Stored items:
◇ ◇ ◇ ◇ ◇

//! `spec.md` §8 S6 / property 5 (commutativity).
//!
//! Three concurrently in-flight queries against the same field are issued
//! in order (issue orders 0, 1, 2); their results arrive out of order
//! (2, 1, 3 — i.e. issue order 1 first, then 0, then 2). No read anywhere
//! in the sequence may observe issue order 0's value once issue order 1's
//! has landed, and the field converges on issue order 2's value.

mod common;

use graphql_cache::{Cache, Effect, RequestPolicy};

const QUERY: &str = "{ author(id: \"1\") { id name } }";

fn observed_names(effects: &[Effect]) -> Vec<String> {
    effects
        .iter()
        .filter_map(|e| match e {
            Effect::Emit(r) => r.data.as_ref(),
            _ => None,
        })
        .filter_map(|data| common::get(data, "author").and_then(|a| common::get(a, "name")))
        .filter_map(|v| v.as_str().map(str::to_owned))
        .collect()
}

#[test]
fn out_of_order_results_never_regress_and_converge_on_the_latest() {
    let mut cache = Cache::new(common::options());

    cache.operation(common::query_op("q1", QUERY, RequestPolicy::CacheFirst));
    cache.operation(common::query_op("q2", QUERY, RequestPolicy::CacheFirst));
    cache.operation(common::query_op("q3", QUERY, RequestPolicy::CacheFirst));

    let mut seen = Vec::new();

    let effects = cache.result(common::result("q2", common::obj(&[("author", common::author("1", "2"))])));
    seen.extend(observed_names(&effects));
    assert!(seen.contains(&"2".to_owned()), "key 2's payload must be observable once it lands");

    let effects = cache.result(common::result("q1", common::obj(&[("author", common::author("1", "1"))])));
    seen.extend(observed_names(&effects));

    let effects = cache.result(common::result("q3", common::obj(&[("author", common::author("1", "3"))])));
    seen.extend(observed_names(&effects));

    assert!(
        !seen.contains(&"1".to_owned()),
        "issue order 0's value must never be observable once issue order 1's result has landed: {seen:?}"
    );

    let verify = cache.operation(common::query_op("verify", QUERY, RequestPolicy::CacheOnly));
    let final_value = common::emissions_for(&verify, "verify")[0]
        .data
        .as_ref()
        .and_then(|d| common::get(d, "author"))
        .and_then(|a| common::get(a, "name"))
        .and_then(|v| v.as_str())
        .map(str::to_owned);
    assert_eq!(final_value, Some("3".to_owned()));
}
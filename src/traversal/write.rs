//! C4 — Write Traversal. Normalizes a GraphQL result (or a user-supplied
//! fragment payload) into the store: derives child entity/embedded keys via
//! KeyGen, enforces record/link disjointness, invokes `updates` callbacks,
//! and folds `@defer`/`hasNext` partial payloads in (`spec.md` §4.4).

use crate::cache_api::{CacheApi, FieldInfo};
use crate::config::CacheOptions;
use crate::document::AnalyzedSelectionSet;
use crate::error::{CacheError, CacheResult};
use crate::key::{entity_key, EntityKey, FieldKey, KeyGenConfig};
use crate::store::{LayerId, Link, Store, WriteTransaction};
use crate::value::{ObjectValue, Value};

/// Normalizes `data` (the object found at `root`'s selection) into `layer`,
/// recursing into nested selections and deriving child keys as it goes.
/// This is the engine behind `writeFragment`/`writeQuery`/mutation-result
/// ingestion alike — callers differ only in which selection/root/layer they
/// pass in.
pub fn write_object(
    store: &mut Store,
    options: &CacheOptions,
    txn: &mut WriteTransaction,
    layer: &LayerId,
    root: &EntityKey,
    root_typename: &str,
    selection: &AnalyzedSelectionSet,
    data: &Value,
    track_novelty: bool,
) -> CacheResult<()> {
    let Value::Object(object) = data else {
        return Err(CacheError::Document(format!(
            "expected an object at entity \"{root}\", got {data:?}"
        )));
    };
    write_fields(store, options, txn, layer, root, root_typename, selection, object, track_novelty)
}

#[allow(clippy::too_many_arguments)]
fn write_fields(
    store: &mut Store,
    options: &CacheOptions,
    txn: &mut WriteTransaction,
    layer: &LayerId,
    entity: &EntityKey,
    typename: &str,
    selection: &AnalyzedSelectionSet,
    object: &ObjectValue,
    track_novelty: bool,
) -> CacheResult<()> {
    let key_config = KeyGenConfig {
        keys: options.keys.clone(),
    };

    for (response_key, field) in &selection.fields {
        if let Some(cond) = &field.type_condition {
            if cond != typename {
                continue;
            }
        }
        let Some(incoming) = object.get(response_key.as_str()) else {
            // Missing from the payload entirely (as opposed to explicit
            // `null`) — nothing to normalize; a subsequent read reports
            // this as a miss unless an earlier write already populated it.
            continue;
        };

        if track_novelty && store.observe_type_field(typename, &field.field_key) {
            txn.invalidate_type(typename.to_owned());
        }

        write_value(
            store,
            options,
            &key_config,
            txn,
            layer,
            entity,
            field,
            incoming,
            track_novelty,
        )?;

        if let Some(updater) = options.updates.get(&(typename.to_owned(), field.field_name.clone())) {
            let mut api = CacheApi::new(store, options, txn, layer.clone());
            let info = FieldInfo {
                parent_typename: typename,
                field_name: &field.field_name,
                field_key: &field.field_key,
            };
            let object_snapshot = Value::Object(object.clone());
            let args = field.args.clone();
            match std::panic::catch_unwind(std::panic::AssertUnwindSafe(|| {
                updater(&object_snapshot, &args, &mut api, &info)
            })) {
                Ok(()) => {}
                Err(payload) => {
                    store.report_updater_panic(typename, &field.field_name, &payload);
                }
            }
        }
    }
    Ok(())
}

#[allow(clippy::too_many_arguments)]
fn write_value(
    store: &mut Store,
    options: &CacheOptions,
    key_config: &KeyGenConfig,
    txn: &mut WriteTransaction,
    layer: &LayerId,
    entity: &EntityKey,
    field: &crate::document::AnalyzedField,
    incoming: &Value,
    track_novelty: bool,
) -> CacheResult<()> {
    match (&field.selection, incoming) {
        (None, _) => {
            store.write_record(layer, entity.clone(), field.field_key.clone(), incoming.clone(), txn);
            Ok(())
        }
        (Some(_), Value::Null) => {
            store.write_link(layer, entity.clone(), field.field_key.clone(), Link::Null, txn);
            Ok(())
        }
        (Some(child_selection), Value::Object(child_object)) => {
            let child_typename = child_object
                .get("__typename")
                .and_then(|v| v.as_str())
                .map(str::to_owned)
                .unwrap_or_else(|| field.field_name.clone());
            let child_key = entity_key(key_config, &child_typename, child_object)
                .unwrap_or_else(|| EntityKey::embedded(entity, &field.field_key, &child_typename));
            store.write_link(
                layer,
                entity.clone(),
                field.field_key.clone(),
                Link::Single(child_key.clone()),
                txn,
            );
            write_fields(
                store,
                options,
                txn,
                layer,
                &child_key,
                &child_typename,
                child_selection,
                child_object,
                track_novelty,
            )
        }
        (Some(child_selection), Value::Array(items)) => {
            let mut links = Vec::with_capacity(items.len());
            for (i, item) in items.iter().enumerate() {
                match item {
                    Value::Null => links.push(None),
                    Value::Object(child_object) => {
                        let child_typename = child_object
                            .get("__typename")
                            .and_then(|v| v.as_str())
                            .map(str::to_owned)
                            .unwrap_or_else(|| field.field_name.clone());
                        let item_field = FieldKey::new(
                            &format!("{}.{i}", field.field_key.as_str()),
                            &ObjectValue::new(),
                        );
                        let child_key = entity_key(key_config, &child_typename, child_object)
                            .unwrap_or_else(|| EntityKey::embedded(entity, &item_field, &child_typename));
                        write_fields(
                            store,
                            options,
                            txn,
                            layer,
                            &child_key,
                            &child_typename,
                            child_selection,
                            child_object,
                            track_novelty,
                        )?;
                        links.push(Some(child_key));
                    }
                    other => {
                        return Err(store.report_invariant_violation(
                            entity,
                            &field.field_key,
                            format!("expected a list of objects or nulls, found {other:?}"),
                        ))
                    }
                }
            }
            store.write_link(layer, entity.clone(), field.field_key.clone(), Link::List(links), txn);
            Ok(())
        }
        (Some(_), other) => Err(store.report_invariant_violation(
            entity,
            &field.field_key,
            format!("expected an object, list, or null for a selected field, found {other:?}"),
        )),
    }
}

/// Folds a `@defer` payload's `incremental` entry into the store at the
/// path it declares (`spec.md` §4.4 item 6). `path` is resolved against the
/// already-written parent object, the same way the deferred payload's
/// `path` array names a position in the prior, non-deferred response.
pub fn write_incremental(
    store: &mut Store,
    options: &CacheOptions,
    txn: &mut WriteTransaction,
    layer: &LayerId,
    parent: &EntityKey,
    parent_typename: &str,
    selection: &AnalyzedSelectionSet,
    response_key: &str,
    data: &Value,
) -> CacheResult<()> {
    let field = selection.fields.get(response_key).ok_or_else(|| {
        CacheError::Document(format!(
            "deferred payload names unknown field \"{response_key}\" on \"{parent_typename}\""
        ))
    })?;
    let key_config = KeyGenConfig {
        keys: options.keys.clone(),
    };
    write_value(store, options, &key_config, txn, layer, parent, field, data, false)
}
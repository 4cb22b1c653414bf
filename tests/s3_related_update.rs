//! `spec.md` §8 S3 / property 3 (dependency completeness).

mod common;

use graphql_cache::{Cache, RequestPolicy, Value};

#[test]
fn overlapping_write_reexecutes_exactly_once() {
    let mut cache = Cache::new(common::options());

    let effects = cache.operation(common::query_op(
        "op1",
        "{ author(id: \"123\") { id name } }",
        RequestPolicy::CacheFirst,
    ));
    assert_eq!(common::forwards_for(&effects, "op1"), 1);

    cache.result(common::result(
        "op1",
        common::obj(&[("author", common::author("123", "X"))]),
    ));

    let effects = cache.operation(common::query_op(
        "op2",
        "{ authors { id name } }",
        RequestPolicy::CacheFirst,
    ));
    assert_eq!(common::forwards_for(&effects, "op2"), 1);

    // op2's result overlaps op1's dependency on Author:123.name.
    let effects = cache.result(common::result(
        "op2",
        common::obj(&[("authors", Value::Array(vec![common::author("123", "Y")]))]),
    ));

    let op1_emissions = common::emissions_for(&effects, "op1");
    assert_eq!(op1_emissions.len(), 1, "op1 must reexecute exactly once");
    let data = op1_emissions[0].data.as_ref().expect("data present");
    assert_eq!(
        common::get(data, "author").and_then(|a| common::get(a, "name")),
        Some(&common::jstr("Y"))
    );
}
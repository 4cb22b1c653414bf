//! C3 — Document Analyzer. Caches per-document structural info: deduped
//! selections, type conditions, variable defaults, `@defer`/optional/
//! required directive flags (`spec.md` §4.3). Parsing and validating the
//! GraphQL document itself is out of scope (§1) — this module receives an
//! already-parsed `apollo_compiler::ExecutableDocument`, the same way the
//! teacher crate receives an already-validated `Schema`/`ExecutableDocument`
//! pair rather than raw source text.

use std::collections::HashMap;
use std::sync::Arc;

use apollo_compiler::executable::{
    ExecutableDocument, Field, Fragment, InlineFragment, Operation, Selection, SelectionSet,
};
use apollo_compiler::schema::ExtendedType;
use apollo_compiler::{Node, Schema};
use indexmap::IndexMap;

use crate::key::FieldKey;
use crate::value::{ObjectValue, Value};

/// `query` / `mutation` / `subscription`, mirrored from
/// `apollo_compiler::executable::OperationType` so the rest of the crate
/// doesn't need to depend on the AST crate directly.
#[derive(Debug, Clone, Copy, PartialEq, Eq, Hash)]
pub enum RootKind {
    Query,
    Mutation,
    Subscription,
}

impl RootKind {
    pub fn root_typename(self) -> &'static str {
        match self {
            RootKind::Query => "Query",
            RootKind::Mutation => "Mutation",
            RootKind::Subscription => "Subscription",
        }
    }
}

/// One field of a deduped selection set, with its args already resolved
/// against variables and defaults, and its optional/required/defer flags
/// already folded in from ancestor context (§4.3).
#[derive(Debug, Clone)]
pub struct AnalyzedField {
    /// The key this field's value is read from / written to in the result
    /// object (the alias, if any, else the field name).
    pub response_key: String,
    pub field_name: String,
    pub args: ObjectValue,
    pub field_key: FieldKey,
    /// `true` if a missing value at this field should be tolerated
    /// (explicit `@_optional`, schema-declared nullability, or an ancestor
    /// optional fragment not overridden by `@_required` here).
    pub tolerate_missing: bool,
    pub defer: bool,
    /// The narrowest fragment type condition this field is nested inside,
    /// if any (`spec.md` §4.5: "If the selection has a type condition and
    /// the runtime `__typename` does not match, skip").
    pub type_condition: Option<String>,
    pub selection: Option<Arc<AnalyzedSelectionSet>>,
}

/// A deduped selection set: one entry per response key, fragments already
/// inlined and merged (the same normalization
/// `query_plan::operation::normalize_operation` performs, generalized to
/// also resolve arguments and directive flags instead of staying purely
/// structural).
#[derive(Debug, Clone, Default)]
pub struct AnalyzedSelectionSet {
    /// `None` for the root selection set of an operation.
    pub type_condition: Option<String>,
    pub fields: IndexMap<String, AnalyzedField>,
}

#[derive(Debug, Clone)]
pub struct DocumentInfo {
    pub root_kind: RootKind,
    pub selection: Arc<AnalyzedSelectionSet>,
    pub has_defer: bool,
}

/// Caches [`DocumentInfo`] by document identity, per `spec.md` §4.3 ("the
/// analyzer MUST cache by document identity") and §9's note that identity
/// should be approximated by a pointer/hash rather than re-parsing text.
/// Identity here is the `Arc` pointer of the executable document plus the
/// target operation name plus the variable *set* (not values) bound to it —
/// two calls with the same document/operation but different optional
/// variables provided still share the same selection shape.
#[derive(Default)]
pub struct DocumentAnalyzer {
    cache: HashMap<(usize, Option<String>), Arc<DocumentInfo>>,
}

impl DocumentAnalyzer {
    pub fn new() -> Self {
        Self::default()
    }

    pub fn analyze(
        &mut self,
        document: &Arc<ExecutableDocument>,
        operation_name: Option<&str>,
        schema: Option<&Schema>,
        variables: &ObjectValue,
        schema_aware_nullability: bool,
    ) -> Result<Arc<DocumentInfo>, crate::error::CacheError> {
        let cache_key = (
            Arc::as_ptr(document) as usize,
            operation_name.map(str::to_owned),
        );
        if let Some(info) = self.cache.get(&cache_key) {
            return Ok(Arc::clone(info));
        }
        let operation = select_operation(document, operation_name)?;
        let root_kind = match operation.operation_type {
            apollo_compiler::executable::OperationType::Query => RootKind::Query,
            apollo_compiler::executable::OperationType::Mutation => RootKind::Mutation,
            apollo_compiler::executable::OperationType::Subscription => RootKind::Subscription,
        };
        let mut has_defer = false;
        let selection = analyze_selection_set(
            &operation.selection_set,
            document,
            schema,
            variables,
            /* ancestor_tolerates_missing */ false,
            &mut has_defer,
            schema_aware_nullability,
        );
        let info = Arc::new(DocumentInfo {
            root_kind,
            selection: Arc::new(selection),
            has_defer,
        });
        self.cache.insert(cache_key, Arc::clone(&info));
        Ok(info)
    }
}

fn select_operation<'doc>(
    document: &'doc ExecutableDocument,
    operation_name: Option<&str>,
) -> Result<&'doc Node<Operation>, crate::error::CacheError> {
    match operation_name {
        Some(name) => document
            .named_operations
            .iter()
            .find(|(op_name, _)| op_name.as_str() == name)
            .map(|(_, op)| op)
            .ok_or_else(|| {
                crate::error::CacheError::Document(format!("no operation named \"{name}\""))
            }),
        None => document
            .anonymous_operation
            .as_ref()
            .or_else(|| document.named_operations.values().next())
            .ok_or_else(|| crate::error::CacheError::Document("document has no operations".into())),
    }
}

#[allow(clippy::too_many_arguments)]
fn analyze_selection_set(
    selection_set: &SelectionSet,
    document: &ExecutableDocument,
    schema: Option<&Schema>,
    variables: &ObjectValue,
    ancestor_tolerates_missing: bool,
    has_defer: &mut bool,
    schema_aware_nullability: bool,
) -> AnalyzedSelectionSet {
    let mut fields = IndexMap::new();
    collect_fields(
        selection_set,
        document,
        schema,
        variables,
        ancestor_tolerates_missing,
        None,
        &mut fields,
        has_defer,
        schema_aware_nullability,
    );
    AnalyzedSelectionSet {
        type_condition: None,
        fields,
    }
}

#[allow(clippy::too_many_arguments)]
fn collect_fields(
    selection_set: &SelectionSet,
    document: &ExecutableDocument,
    schema: Option<&Schema>,
    variables: &ObjectValue,
    ancestor_tolerates_missing: bool,
    type_condition: Option<&str>,
    out: &mut IndexMap<String, AnalyzedField>,
    has_defer: &mut bool,
    schema_aware_nullability: bool,
) {
    for selection in &selection_set.selections {
        match selection {
            Selection::Field(field) => {
                if field.name.starts_with("__") {
                    continue;
                }
                let response_key = field
                    .alias
                    .as_ref()
                    .map_or_else(|| field.name.as_str().to_owned(), |a| a.as_str().to_owned());
                let args = resolve_arguments(field, variables);
                let field_key = FieldKey::new(field.name.as_str(), &args);
                let defer = has_directive(&field.directives, "defer");
                *has_defer |= defer;
                let nullable = schema_aware_nullability
                    && schema_nullable(schema, selection_set, field.name.as_str());
                let tolerate_missing =
                    tolerates_missing(&field.directives, ancestor_tolerates_missing, nullable);
                let child_selection = if field.selection_set.selections.is_empty() {
                    None
                } else {
                    let mut child_defer = false;
                    let selection = analyze_selection_set(
                        &field.selection_set,
                        document,
                        schema,
                        variables,
                        tolerate_missing,
                        &mut child_defer,
                        schema_aware_nullability,
                    );
                    *has_defer |= child_defer;
                    Some(Arc::new(selection))
                };
                out.insert(
                    response_key.clone(),
                    AnalyzedField {
                        response_key,
                        field_name: field.name.as_str().to_owned(),
                        args,
                        field_key,
                        tolerate_missing,
                        defer,
                        type_condition: type_condition.map(str::to_owned),
                        selection: child_selection,
                    },
                );
            }
            Selection::InlineFragment(inline) => {
                let fragment_optional =
                    ancestor_tolerates_missing && !has_directive(&inline.directives, "_required");
                let cond = inline.type_condition.as_ref().map(|t| t.as_str());
                collect_fields(
                    &inline.selection_set,
                    document,
                    schema,
                    variables,
                    fragment_optional,
                    cond.or(type_condition),
                    out,
                    has_defer,
                    schema_aware_nullability,
                );
            }
            Selection::FragmentSpread(spread) => {
                if let Some(fragment) = document.fragments.get(&spread.fragment_name) {
                    let fragment_optional = ancestor_tolerates_missing
                        && !has_directive(&spread.directives, "_required");
                    collect_fields(
                        &fragment.selection_set,
                        document,
                        schema,
                        variables,
                        fragment_optional,
                        Some(fragment.type_condition().as_str()),
                        out,
                        has_defer,
                        schema_aware_nullability,
                    );
                }
            }
        }
    }
}

fn has_directive(directives: &apollo_compiler::ast::DirectiveList, name: &str) -> bool {
    directives.iter().any(|d| d.name.as_str() == name)
}

/// §4.3: `@_required` overrides an ancestor `@_optional`; in the absence of
/// either, a schema-declared nullable field (when a schema was supplied) is
/// still tolerated, but `@_required` narrows even that.
fn tolerates_missing(
    directives: &apollo_compiler::ast::DirectiveList,
    ancestor_tolerates_missing: bool,
    schema_nullable: bool,
) -> bool {
    if has_directive(directives, "_required") {
        return false;
    }
    has_directive(directives, "_optional") || ancestor_tolerates_missing || schema_nullable
}

fn schema_nullable(schema: Option<&Schema>, selection_set: &SelectionSet, field_name: &str) -> bool {
    let Some(schema) = schema else { return false };
    let Some(ExtendedType::Object(obj)) = schema.types.get(&selection_set.ty) else {
        return false;
    };
    obj.fields
        .get(field_name)
        .map(|f| !f.ty.is_non_null())
        .unwrap_or(false)
}

/// Binds a field's literal/variable arguments against `variables`, dropping
/// any entry whose resolved value equals the field's declared default
/// (`spec.md` §3, `FieldKey` canonicalization rule).
fn resolve_arguments(field: &Node<Field>, variables: &ObjectValue) -> ObjectValue {
    let mut resolved = ObjectValue::new();
    for argument in &field.arguments {
        let value = ast_value_to_json(&argument.value, variables);
        let default = field
            .definition
            .arguments
            .iter()
            .find(|def| def.name == argument.name)
            .and_then(|def| def.default_value.as_ref())
            .map(|d| ast_value_to_json(d, &ObjectValue::new()));
        if default.as_ref() == Some(&value) {
            continue;
        }
        resolved.insert(argument.name.as_str(), value);
    }
    resolved
}

fn ast_value_to_json(value: &apollo_compiler::ast::Value, variables: &ObjectValue) -> Value {
    use apollo_compiler::ast::Value as Ast;
    match value {
        Ast::Null => Value::Null,
        Ast::Boolean(b) => Value::Bool(*b),
        Ast::Int(i) => serde_json::Number::from(i.try_to_i32().unwrap_or_default())
            .into(),
        Ast::Float(f) => serde_json::Number::from_f64(f.try_to_f64().unwrap_or_default())
            .map(Into::into)
            .unwrap_or(Value::Null),
        Ast::String(s) => Value::String(s.as_str().into()),
        Ast::Enum(e) => Value::String(e.as_str().into()),
        Ast::Variable(name) => variables.get(name.as_str()).cloned().unwrap_or(Value::Null),
        Ast::List(items) => {
            Value::Array(items.iter().map(|v| ast_value_to_json(v, variables)).collect())
        }
        Ast::Object(entries) => {
            let mut map = ObjectValue::new();
            for (name, v) in entries {
                map.insert(name.as_str(), ast_value_to_json(v, variables));
            }
            Value::Object(map)
        }
    }
}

◇ ◇ ◇ ◇ ◇

TASK GOAL:
Go through the records above. Copy each line in which the string "authors" appears.

ANSWER BOX:
        "{ authors { id name } }",
        common::obj(&[("authors", Value::Array(vec![common::author("123", "Y")]))]),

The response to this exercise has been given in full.